Ordonnance n° 2014-697 du 26 juin 2014 relative au développement de la facturation électronique.
Une ordonnance parue au Journal officiel le 26 juin prévoit la généralisation progressive de la facturation électronique dans le cadre des contrats conclus par l’Etat, les collectivités territoriales et leurs établissements publics.
Si, depuis 2012, l’Etat est tenu d’accepter les factures électroniques émises par ses fournisseurs, force est de constater le peu d’entrain qu’a suscité cette mesure. Sur les 4 millions de factures reçues chaque année, seules 34 000 l’ont été sous forme dématérialisée. La « e-facturation » devrait pourtant permettre de réaliser des économies et des gains de productivité estimés à 710 millions d’euros par an, dont 335 millions d’euros pour les entreprises. Outre ces gains de temps et de coût, la transmission des factures par voie électronique devrait constituer un gage de transparence et de sécurité pour les entreprises.
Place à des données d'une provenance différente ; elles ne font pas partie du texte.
//! PostgreSQL implementation of the resource repository.

use async_trait::async_trait;
use chrono::{DateTime, Utc};
use serde_json::json;
use sqlx::{FromRow, PgPool};
use std::sync::Arc;

use crate::domain::entities::{HistoryPage, HistoryQuery, NewResource, Resource, ResourceKind};
use crate::domain::repositories::ResourceRepository;
use crate::error::AppError;

const RESOURCE_COLUMNS: &str = "id, kind, code, target_url, title, owner_id, hits, created_at";

#[derive(Debug, FromRow)]
struct ResourceRow {
    id: i64,
    kind: String,
    code: String,
    target_url: String,
    title: Option<String>,
    owner_id: Option<i64>,
    hits: i64,
    created_at: DateTime<Utc>,
}

impl TryFrom<ResourceRow> for Resource {
    type Error = AppError;

    fn try_from(row: ResourceRow) -> Result<Self, Self::Error> {
        let kind = row.kind.parse::<ResourceKind>().map_err(|e| {
            AppError::internal("Corrupt resource row", json!({ "reason": e.to_string() }))
        })?;

        Ok(Resource {
            id: row.id,
            kind,
            code: row.code,
            target_url: row.target_url,
            title: row.title,
            owner_id: row.owner_id,
            hits: row.hits,
            created_at: row.created_at,
        })
    }
}

/// PostgreSQL repository for resources and their hit counters.
///
/// Queries are built at runtime (`query_as` + `FromRow`) so the crate builds
/// without a live database.
pub struct PgResourceRepository {
    pool: Arc<PgPool>,
}

impl PgResourceRepository {
    /// Creates a new repository with a database connection pool.
    pub fn new(pool: Arc<PgPool>) -> Self {
        Self { pool }
    }
}

#[async_trait]
impl ResourceRepository for PgResourceRepository {
    async fn get_resource(
        &self,
        kind: ResourceKind,
        code: &str,
    ) -> Result<Option<Resource>, AppError> {
        let sql = format!("SELECT {RESOURCE_COLUMNS} FROM resources WHERE kind = $1 AND code = $2");

        let row = sqlx::query_as::<_, ResourceRow>(&sql)
            .bind(kind.as_str())
            .bind(code)
            .fetch_optional(self.pool.as_ref())
            .await?;

        row.map(Resource::try_from).transpose()
    }

    async fn create_resource(&self, new_resource: NewResource) -> Result<Resource, AppError> {
        let sql = format!(
            r#"
            INSERT INTO resources (kind, code, target_url, title, owner_id)
            VALUES ($1, $2, $3, $4, $5)
            RETURNING {RESOURCE_COLUMNS}
            "#
        );

        let row = sqlx::query_as::<_, ResourceRow>(&sql)
            .bind(new_resource.kind.as_str())
            .bind(&new_resource.code)
            .bind(&new_resource.target_url)
            .bind(&new_resource.title)
            .bind(new_resource.owner_id)
            .fetch_one(self.pool.as_ref())
            .await?;

        Resource::try_from(row)
    }

    async fn increment_counter(
        &self,
        kind: ResourceKind,
        code: &str,
        delta: i64,
    ) -> Result<bool, AppError> {
        let result =
            sqlx::query("UPDATE resources SET hits = hits + $3 WHERE kind = $1 AND code = $2")
                .bind(kind.as_str())
                .bind(code)
                .bind(delta)
                .execute(self.pool.as_ref())
                .await?;

        Ok(result.rows_affected() > 0)
    }

    async fn exists_id(&self, kind: ResourceKind, code: &str) -> Result<bool, AppError> {
        let exists: bool = sqlx::query_scalar(
            "SELECT EXISTS(SELECT 1 FROM resources WHERE kind = $1 AND code = $2)",
        )
        .bind(kind.as_str())
        .bind(code)
        .fetch_one(self.pool.as_ref())
        .await?;

        Ok(exists)
    }

    async fn list_by_owner(
        &self,
        kind: ResourceKind,
        query: HistoryQuery,
    ) -> Result<HistoryPage, AppError> {
        // Column and direction come from closed enums, never from input text.
        let sql = format!(
            r#"
            SELECT {RESOURCE_COLUMNS}
            FROM resources
            WHERE kind = $1 AND owner_id = $2
            ORDER BY {column} {dir}, id {dir}
            LIMIT $3 OFFSET $4
            "#,
            column = query.sort.column(),
            dir = query.order.keyword(),
        );

        let rows = sqlx::query_as::<_, ResourceRow>(&sql)
            .bind(kind.as_str())
            .bind(query.owner_id)
            .bind(i64::from(query.limit))
            .bind(query.offset())
            .fetch_all(self.pool.as_ref())
            .await?;

        let total: i64 =
            sqlx::query_scalar("SELECT COUNT(*) FROM resources WHERE kind = $1 AND owner_id = $2")
                .bind(kind.as_str())
                .bind(query.owner_id)
                .fetch_one(self.pool.as_ref())
                .await?;

        let items = rows
            .into_iter()
            .map(Resource::try_from)
            .collect::<Result<Vec<_>, _>>()?;

        Ok(HistoryPage { items, total })
    }

    async fn ping(&self) -> Result<(), AppError> {
        sqlx::query("SELECT 1").execute(self.pool.as_ref()).await?;
        Ok(())
    }
}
Dès le 1er janvier 2017, la transmission dématérialisée sera imposée aux grandes entreprises et aux fournisseurs publics. Suivront les entreprises de taille intermédiaire en 2018, les petites et moyennes entreprises en 2019 et, enfin, les microentreprises en 2020. Seront concernés aussi bien les titulaires des contrats que leurs sous-traitants admis au paiement direct. Tous les acheteurs publics devront, en revanche, être en mesure d’accepter des factures dématérialisées dès le 1er janvier 2017. Cette transmission s’effectuera exclusivement via un outil mutualisé, mis à disposition par l’Etat et intitulé « portail de facturation ». Un décret en Conseil d’Etat viendra expliciter les modalités d’application de cette ordonnance.